Directions for this task.
From the entries provided below, copy each line that contains the word "DealSearch".

Data for this exercise.
impl IntegrationService {
    /// Service over the given sources, with the sample directory loaded.
    pub fn new(
        crm: Arc<dyn CrmSource>,
        calls: Arc<dyn CallSource>,
        generator: Arc<dyn TextGenerator>,
    ) -> Self {
        let (users, teams) = sample_directory();
        Self {
            crm,
            calls,
            ai: AiEngine::new(generator),
            users: users.into_iter().map(|u| (u.id.clone(), u)).collect(),
            teams: teams.into_iter().map(|t| (t.id.clone(), t)).collect(),
        }
    }

    /// Build the live clients. `None` unless every credential is set.
    pub fn from_config(config: &IntegrationConfig) -> Option<Self> {
        let hubspot_token = config.hubspot_access_token.clone()?;
        let gong_token = config.gong_access_token.clone()?;
        let openai_key = config.openai_api_key.clone()?;

        let hubspot = match &config.hubspot_base_url {
            Some(url) => HubSpotClient::with_base_url(hubspot_token, url.clone()),
            None => HubSpotClient::new(hubspot_token),
        };
        let gong = match &config.gong_base_url {
            Some(url) => GongClient::with_base_url(gong_token, url.clone()),
            None => GongClient::new(gong_token),
        };
        let openai = match &config.openai_base_url {
            Some(url) => OpenAiClient::with_base_url(openai_key, config.openai_model.clone(), url.clone()),
            None => OpenAiClient::new(openai_key, config.openai_model.clone()),
        };

        tracing::info!(model = %config.openai_model, "Integration service configured");
        Some(Self::new(Arc::new(hubspot), Arc::new(gong), Arc::new(openai)))
    }

    fn require_user(&self, user_id: &str) -> Result<&SalesUser, IntegrationError> {
        self.users.get(user_id).ok_or_else(|| user_not_found(user_id))
    }

    // -- directory -----------------------------------------------------------

    pub fn get_user(&self, user_id: &str) -> Option<&SalesUser> {
        self.users.get(user_id)
    }

    /// Members of a team, in roster order. Unknown teams have none.
    pub fn team_members(&self, team_id: &str) -> Vec<&SalesUser> {
        self.teams
            .get(team_id)
            .map(|team| {
                team.members
                    .iter()
                    .filter_map(|id| self.users.get(id))
                    .collect()
            })
            .unwrap_or_default()
    }

    pub fn users_by_role(&self, role: UserRole) -> Vec<&SalesUser> {
        self.users.values().filter(|u| u.role == role).collect()
    }

    // -- per-user data -------------------------------------------------------

    /// Deals owned by the user's HubSpot owner, most recently modified
    /// first. Users without an owner mapping have no deals.
    pub async fn user_deals(&self, user_id: &str) -> Result<Vec<HubSpotDeal>, IntegrationError> {
        let Some(owner_id) = self
            .users
            .get(user_id)
            .and_then(|u| u.hubspot_owner_id.as_deref())
        else {
            return Ok(Vec::new());
        };
        self.crm.search_deals(&DealSearch::owned_by(owner_id)).await
    }

    /// Calls hosted by the user over the last `days` days, clamped to
    /// `1..=MAX_CALL_DAYS`.
    pub async fn user_calls(&self, user_id: &str, days: i64) -> Result<Vec<GongCall>, IntegrationError> {
        let Some(gong_id) = self
            .users
            .get(user_id)
            .and_then(|u| u.gong_user_id.clone())
        else {
            return Ok(Vec::new());
        };
        let to = Utc::now();
        let from = to - Duration::days(days.clamp(1, MAX_CALL_DAYS));
        self.calls.get_team_calls(&[gong_id], Some(from), Some(to)).await
    }

    /// First page of CRM contacts for users with an owner mapping.
    pub async fn user_contacts(&self, user_id: &str) -> Result<Vec<HubSpotContact>, IntegrationError> {
        let mapped = self
            .users
            .get(user_id)
            .is_some_and(|u| u.hubspot_owner_id.is_some());
        if !mapped {
            return Ok(Vec::new());
        }
        let page = self.crm.get_contacts(CONTACTS_LIMIT, None).await?;
        Ok(page.results)
    }

    async fn user_data(
        &self,
        user_id: &str,
    ) -> Result<(Vec<HubSpotDeal>, Vec<GongCall>, Vec<HubSpotContact>), IntegrationError> {
        futures::try_join!(
            self.user_deals(user_id),
            self.user_calls(user_id, DEFAULT_CALL_DAYS),
            self.user_contacts(user_id),
        )
    }

    pub async fn user_dashboard(&self, user_id: &str) -> Result<UserDashboard, IntegrationError> {
        let user = self.require_user(user_id)?.clone();
        let (mut deals, mut calls, _contacts) = self.user_data(user_id).await?;

        let insights = self
            .ai
            .generate_team_insights(&deals, &calls, INSIGHT_PERIOD)
            .await?;

        let pipeline_value = total_amount(&deals);
        let metrics = DashboardMetrics {
            total_deals: deals.len(),
            total_calls: calls.len(),
            pipeline_value,
            avg_deal_size: if deals.is_empty() {
                0.0
            } else {
                pipeline_value / deals.len() as f64
            },
        };

        deals.truncate(DASHBOARD_DEALS);
        calls.truncate(DASHBOARD_CALLS);
        tracing::info!(user_id, total_deals = metrics.total_deals, "Dashboard built");

        Ok(UserDashboard {
            user,
            metrics,
            deals,
            recent_calls: calls,
            insights,
        })
    }

    // -- analysis ------------------------------------------------------------

    pub async fn analyze_deal(
        &self,
        deal_id: &str,
        user_id: &str,
    ) -> Result<DealAnalysisReport, IntegrationError> {
        self.require_user(user_id)?;

        let deal = self
            .crm
            .search_deals(&DealSearch::by_id(deal_id))
            .await?
            .into_iter()
            .next()
            .ok_or_else(|| IntegrationError::NotFound {
                entity: "Deal",
                id: deal_id.to_string(),
            })?;

        let (related_calls, contacts) = futures::try_join!(
            self.calls.search_calls_by_crm(deal_id, CRM_SYSTEM),
            self.user_contacts(user_id),
        )?;

        let analysis = self.ai.analyze_deal(&deal, &related_calls, &contacts).await?;
        tracing::info!(deal_id, user_id, risk_score = analysis.risk_score, "Deal analysis complete");

        Ok(DealAnalysisReport {
            deal,
            related_calls,
            analysis,
            last_analyzed: Utc::now(),
        })
    }

    /// Look the call up among recent calls, then analyse its transcript.
    pub async fn analyze_call(&self, call_id: &str) -> Result<CallAnalysisReport, IntegrationError> {
        let page = self.calls.get_calls(&CallsQuery::default()).await?;
        let call = page
            .calls
            .into_iter()
            .find(|c| c.id() == call_id)
            .ok_or_else(|| IntegrationError::NotFound {
                entity: "Call",
                id: call_id.to_string(),
            })?;

        let (transcript, insights) = futures::join!(
            self.calls.get_call_transcript(call_id),
            self.calls.get_call_insights(call_id),
        );
        let transcript = transcript?;

        let analysis = self.ai.analyze_call(&call, &transcript, &insights).await?;
        tracing::info!(call_id, sentiment = %analysis.sentiment, "Call analysis complete");

        Ok(CallAnalysisReport {
            call,
            transcript,
            insights,
            analysis,
            last_analyzed: Utc::now(),
        })
    }

    /// Answer a free-text question against the user's deals, calls and
    /// contacts.
    pub async fn ask_copilot(&self, question: &str, user_id: &str) -> Result<CopilotAnswer, IntegrationError> {
        self.require_user(user_id)?;
        let (deals, calls, contacts) = self.user_data(user_id).await?;

        let context = SalesContext {
            deals: &deals,
            calls: &calls,
            contacts: &contacts,
        };
        let answer = self.ai.answer_sales_question(question, &context).await?;

        Ok(CopilotAnswer {
            question: question.to_string(),
            answer,
            context: CopilotContext {
                deals_count: deals.len(),
                calls_count: calls.len(),
                contacts_count: contacts.len(),
            },
            timestamp: Utc::now(),
        })
    }

    // -- team ----------------------------------------------------------------

    async fn member_performance(&self, member_id: &str) -> Result<MemberPerformance, IntegrationError> {
        let (deals, calls) = futures::try_join!(
            self.user_deals(member_id),
            self.user_calls(member_id, DEFAULT_CALL_DAYS),
        )?;
        let metrics = MemberMetrics {
            deals_count: deals.len(),
            calls_count: calls.len(),
            pipeline_value: total_amount(&deals),
        };
        Ok(MemberPerformance {
            user: self.users.get(member_id).cloned(),
            deals,
            calls,
            metrics,
        })
    }

    /// Per-rep data and team insights for the team a manager runs.
    pub async fn team_performance(&self, manager_id: &str) -> Result<TeamPerformance, IntegrationError> {
        let is_manager = self
            .users
            .get(manager_id)
            .is_some_and(|u| u.role == UserRole::Manager);
        if !is_manager {
            return Err(IntegrationError::Forbidden(
                "Manager role required".to_string(),
            ));
        }

        let team = self
            .teams
            .values()
            .find(|t| t.manager == manager_id)
            .cloned()
            .ok_or_else(|| IntegrationError::NotFound {
                entity: "Team",
                id: manager_id.to_string(),
            })?;

        let team_data = try_join_all(team.members.iter().map(|id| self.member_performance(id))).await?;

        let all_deals: Vec<HubSpotDeal> = team_data.iter().flat_map(|m| m.deals.clone()).collect();
        let all_calls: Vec<GongCall> = team_data.iter().flat_map(|m| m.calls.clone()).collect();

        let team_insights = self
            .ai
            .generate_team_insights(&all_deals, &all_calls, INSIGHT_PERIOD)
            .await?;

        let heads = team.members.len();
        let aggregate_metrics = AggregateMetrics {
            total_deals: all_deals.len(),
            total_calls: all_calls.len(),
            total_pipeline_value: team_data.iter().map(|m| m.metrics.pipeline_value).sum(),
            avg_deals_per_rep: per_head(all_deals.len(), heads),
            avg_calls_per_rep: per_head(all_calls.len(), heads),
        };

        tracing::info!(manager_id, team_id = %team.id, members = heads, "Team performance built");
        Ok(TeamPerformance {
            team,
            team_data,
            team_insights,
            aggregate_metrics,
        })
    }

    // -- silent deals --------------------------------------------------------

    pub async fn silent_deals(&self, user_id: &str) -> Result<Vec<SilentCrmDeal>, IntegrationError> {
        self.silent_deals_at(user_id, Utc::now()).await
    }

    /// The user's deals whose latest related call started at least five
    /// days before `now`, most neglected first, each with follow-up
    /// suggestions. Deals without any dated call rank first.
    pub async fn silent_deals_at(
        &self,
        user_id: &str,
        now: Timestamp,
    ) -> Result<Vec<SilentCrmDeal>, IntegrationError> {
        let deals = self.user_deals(user_id).await?;

        let with_calls = try_join_all(deals.into_iter().map(|deal| async move {
            let calls = self.calls.search_calls_by_crm(&deal.id, CRM_SYSTEM).await?;
            let last_contact = calls.iter().filter_map(GongCall::started).max();
            Ok::<_, IntegrationError>((deal, calls, last_contact))
        }))
        .await?;

        let ranked = rank_silent(with_calls, |(_, _, last)| *last, now);

        let mut silent = Vec::with_capacity(ranked.len());
        for ((deal, calls, last_contact), class) in ranked {
            let recommendations = self
                .ai
                .generate_follow_up_recommendations(&deal, &calls, class.days_since_contact)
                .await?;
            silent.push(SilentCrmDeal {
                deal,
                days_since_last_contact: class.days_since_contact,
                last_contact_type: if last_contact.is_some() {
                    ContactType::Call
                } else {
                    ContactType::None
                },
                last_contact_date: last_contact,
                recommendations,
            });
        }

        tracing::debug!(user_id, silent = silent.len(), "Silent CRM deals ranked");
        Ok(silent)
    }

    // -- connectivity --------------------------------------------------------

    pub async fn test_connections(&self) -> ConnectionReport {
        let (hubspot, gong) = futures::join!(self.crm.test_connection(), self.calls.test_connection());
        ConnectionReport {
            hubspot,
            gong,
            ai: ConnectionStatus::ok("AI engine ready"),
            timestamp: Utc::now(),
        }
    }
}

Task response.
        self.crm.search_deals(&DealSearch::owned_by(owner_id)).await
            .search_deals(&DealSearch::by_id(deal_id))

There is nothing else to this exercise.